# Can you delay your move?



## Mr&Mrs.Mo (Aug 15, 2010)

Hello Everybody

My husband and I would looking to emigrate to canad in 3 years time, do you think its worth starting the process now? And if/when we get the PR card do you then have to have landed within a certain time frame or can you chose to move a year or 2 later? Any advice much appreciated thank you.


----------



## Auld Yin (Mar 10, 2009)

Mr&Mrs.Mo said:


> Hello Everybody
> 
> My husband and I would looking to emigrate to canad in 3 years time, do you think its worth starting the process now? And if/when we get the PR card do you then have to have landed within a certain time frame or can you chose to move a year or 2 later? Any advice much appreciated thank you.

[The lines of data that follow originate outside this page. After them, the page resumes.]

//! Participation handlers.

use axum::{
    extract::{Extension, Path, Query, State},
    http::StatusCode,
    response::Json,
    routing::{delete, get, post, put},
    Router,
};
use serde::Deserialize;
use utoipa::{IntoParams, ToSchema};
use uuid::Uuid;
use validator::Validate;

use crate::api::extractors::ValidatedJson;
use crate::api::middleware::{require_role, CurrentUser};
use crate::api::AppState;
use crate::domain::{Decision, Participant, ParticipantStatus, UserRole};
use crate::errors::AppResult;
use crate::types::{PaginatedParticipants, PaginationParams};

/// Join request
#[derive(Debug, Deserialize, Validate, ToSchema)]
pub struct JoinRequest {
    pub event_id: Uuid,
}

/// Organizer decision on a request
#[derive(Debug, Deserialize, Validate, ToSchema)]
pub struct DecisionRequest {
    /// APPROVED or REJECTED
    pub status: Decision,
}

/// Participation listing query parameters
#[derive(Debug, Deserialize, IntoParams)]
#[into_params(parameter_in = Query)]
pub struct ParticipantQuery {
    /// Page number (1-indexed)
    pub page: Option<u64>,
    /// Items per page
    pub per_page: Option<u64>,
    /// Only requests in this state
    pub status: Option<ParticipantStatus>,
}

/// Create participation routes
pub fn participant_routes() -> Router<AppState> {
    Router::new()
        .route("/", post(request_join))
        .route("/mine", get(list_my_requests))
        .route("/organizer", get(list_for_organizer))
        .route("/:id/status", put(decide))
        .route("/:id", delete(cancel))
}

/// Ask to join an event
#[utoipa::path(
    post,
    path = "/participants",
    tag = "Participants",
    security(("bearer_auth" = [])),
    request_body = JoinRequest,
    responses(
        (status = 201, description = "Request created (PENDING)", body = Participant),
        (status = 401, description = "Unauthorized"),
        (status = 403, description = "Forbidden - Participant only"),
        (status = 404, description = "Event not found"),
        (status = 409, description = "Already requested")
    )
)]
pub async fn request_join(
    Extension(current_user): Extension<CurrentUser>,
    State(state): State<AppState>,
    ValidatedJson(payload): ValidatedJson<JoinRequest>,
) -> AppResult<(StatusCode, Json<Participant>)> {
    require_role(&current_user, &[UserRole::Participant])?;

    let participant = state
        .participant_service
        .request_join(current_user.id, payload.event_id)
        .await?;

    Ok((StatusCode::CREATED, Json(participant)))
}

/// List the caller's requests
#[utoipa::path(
    get,
    path = "/participants/mine",
    tag = "Participants",
    security(("bearer_auth" = [])),
    params(ParticipantQuery),
    responses(
        (status = 200, description = "Page of requests", body = PaginatedParticipants),
        (status = 401, description = "Unauthorized"),
        (status = 403, description = "Forbidden - Participant only")
    )
)]
pub async fn list_my_requests(
    Extension(current_user): Extension<CurrentUser>,
    State(state): State<AppState>,
    Query(query): Query<ParticipantQuery>,
) -> AppResult<Json<PaginatedParticipants>> {
    require_role(&current_user, &[UserRole::Participant])?;

    let page = state
        .participant_service
        .list_my_requests(
            current_user.id,
            query.status,
            PaginationParams::new(query.page, query.per_page),
        )
        .await?;

    Ok(Json(page))
}

/// List requests on the caller's events
#[utoipa::path(
    get,
    path = "/participants/organizer",
    tag = "Participants",
    security(("bearer_auth" = [])),
    params(ParticipantQuery),
    responses(
        (status = 200, description = "Page of requests", body = PaginatedParticipants),
        (status = 401, description = "Unauthorized"),
        (status = 403, description = "Forbidden - Organizer only")
    )
)]
pub async fn list_for_organizer(
    Extension(current_user): Extension<CurrentUser>,
    State(state): State<AppState>,
    Query(query): Query<ParticipantQuery>,
) -> AppResult<Json<PaginatedParticipants>> {
    require_role(&current_user, &[UserRole::Organizer])?;

    let page = state
        .participant_service
        .list_for_organizer(
            current_user.id,
            query.status,
            PaginationParams::new(query.page, query.per_page),
        )
        .await?;

    Ok(Json(page))
}

/// Approve or reject a request
#[utoipa::path(
    put,
    path = "/participants/{id}/status",
    tag = "Participants",
    security(("bearer_auth" = [])),
    params(
        ("id" = Uuid, Path, description = "Participant ID")
    ),
    request_body = DecisionRequest,
    responses(
        (status = 200, description = "Current state of the request", body = Participant),
        (status = 401, description = "Unauthorized"),
        (status = 403, description = "Not an organizer of this event"),
        (status = 404, description = "Request or event not found"),
        (status = 409, description = "No seats left")
    )
)]
pub async fn decide(
    Extension(current_user): Extension<CurrentUser>,
    State(state): State<AppState>,
    Path(id): Path<Uuid>,
    ValidatedJson(payload): ValidatedJson<DecisionRequest>,
) -> AppResult<Json<Participant>> {
    require_role(&current_user, &[UserRole::Organizer])?;

    let participant = state
        .participant_service
        .decide(current_user.id, id, payload.status)
        .await?;

    Ok(Json(participant))
}

/// Withdraw a pending request
#[utoipa::path(
    delete,
    path = "/participants/{id}",
    tag = "Participants",
    security(("bearer_auth" = [])),
    params(
        ("id" = Uuid, Path, description = "Participant ID")
    ),
    responses(
        (status = 204, description = "Request withdrawn"),
        (status = 401, description = "Unauthorized"),
        (status = 403, description = "Not your request"),
        (status = 404, description = "Request not found"),
        (status = 409, description = "Request already decided")
    )
)]
pub async fn cancel(
    Extension(current_user): Extension<CurrentUser>,
    State(state): State<AppState>,
    Path(id): Path<Uuid>,
) -> AppResult<StatusCode> {
    require_role(&current_user, &[UserRole::Participant])?;

    state.participant_service.cancel(current_user.id, id).await?;

    Ok(StatusCode::NO_CONTENT)
}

Once you receive your PR you have one year from date of your medicals to "land". This, of course, would be less than one year from receipt of PR approval. I assume your occupation(s) are on THE LIST of 29.


----------



## Mr&Mrs.Mo (Aug 15, 2010)

Thank you Auld Yin, I'm a nurse and my husband is in the royal navy. We would like to pay off our loan (2 more years) before emigrating. We also have to account for the 12 months notice needed for the Navy, selling our home etc. We are off to vancouver August 2011, more research than holiday but still looking forward to it. This forum has been so helpful and going by previous threads visa applocations seem to be taking 2-4 years anyway. Maybe the best option is submit our application now.
Thank you again.


----------



## wyekoon (Oct 21, 2009)

If I may add, if/when you get your PR, you can enter Canada (called land) to take up your PR, return to your home country if you have other unfinished business, and come back in later

The reason this is an option is that the immigrant/PR needs to stay in Canada for a total of 3 years in 5. Otherwise, he/she risks their PR not being renewed.

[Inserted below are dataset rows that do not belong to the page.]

//! Refresh token database entity.

use sea_orm::entity::prelude::*;

use crate::domain::RefreshToken;

#[derive(Clone, Debug, PartialEq, Eq, DeriveEntityModel)]
#[sea_orm(table_name = "refresh_tokens")]
pub struct Model {
    #[sea_orm(primary_key, auto_increment = false)]
    pub id: Uuid,
    #[sea_orm(unique, column_type = "Text")]
    pub token: String,
    pub user_id: Uuid,
    pub expires_at: DateTimeUtc,
    pub revoked_at: Option<DateTimeUtc>,
    pub created_at: DateTimeUtc,
}

#[derive(Copy, Clone, Debug, EnumIter, DeriveRelation)]
pub enum Relation {
    #[sea_orm(
        belongs_to = "super::user::Entity",
        from = "Column::UserId",
        to = "super::user::Column::Id",
        on_delete = "Cascade"
    )]
    User,
}

impl Related<super::user::Entity> for Entity {
    fn to() -> RelationDef {
        Relation::User.def()
    }
}

impl ActiveModelBehavior for ActiveModel {}

impl From<Model> for RefreshToken {
    fn from(model: Model) -> Self {
        RefreshToken {
            id: model.id,
            token: model.token,
            user_id: model.user_id,
            expires_at: model.expires_at,
            revoked_at: model.revoked_at,
            created_at: model.created_at,
        }
    }
}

I landed in Canada in 2007, returned to my home country and finally made the big/permanent move in mid 2009.


----------



## Snodge (Apr 17, 2009)

wyekoon said:


> The reason this is an option is that the immigrant/PR needs to stay in Canada for a total of 3 years in 5. Otherwise, he/she risks their PR not being renewed.


Actually it's 2 years out of every five.


----------



## wyekoon (Oct 21, 2009)

Snodge said:


> Actually it's 2 years out of every five.


whoop! sorry - about that.
it is indeed 2 out of 5 years.


----------



## patient man (Feb 14, 2010)

When we got our Pr the paperwork said it we had to land within 1 year of the Medical dates, we are landing in Nvember and returning to finalise in the Uk before finally moving to Nova Scotia.


----------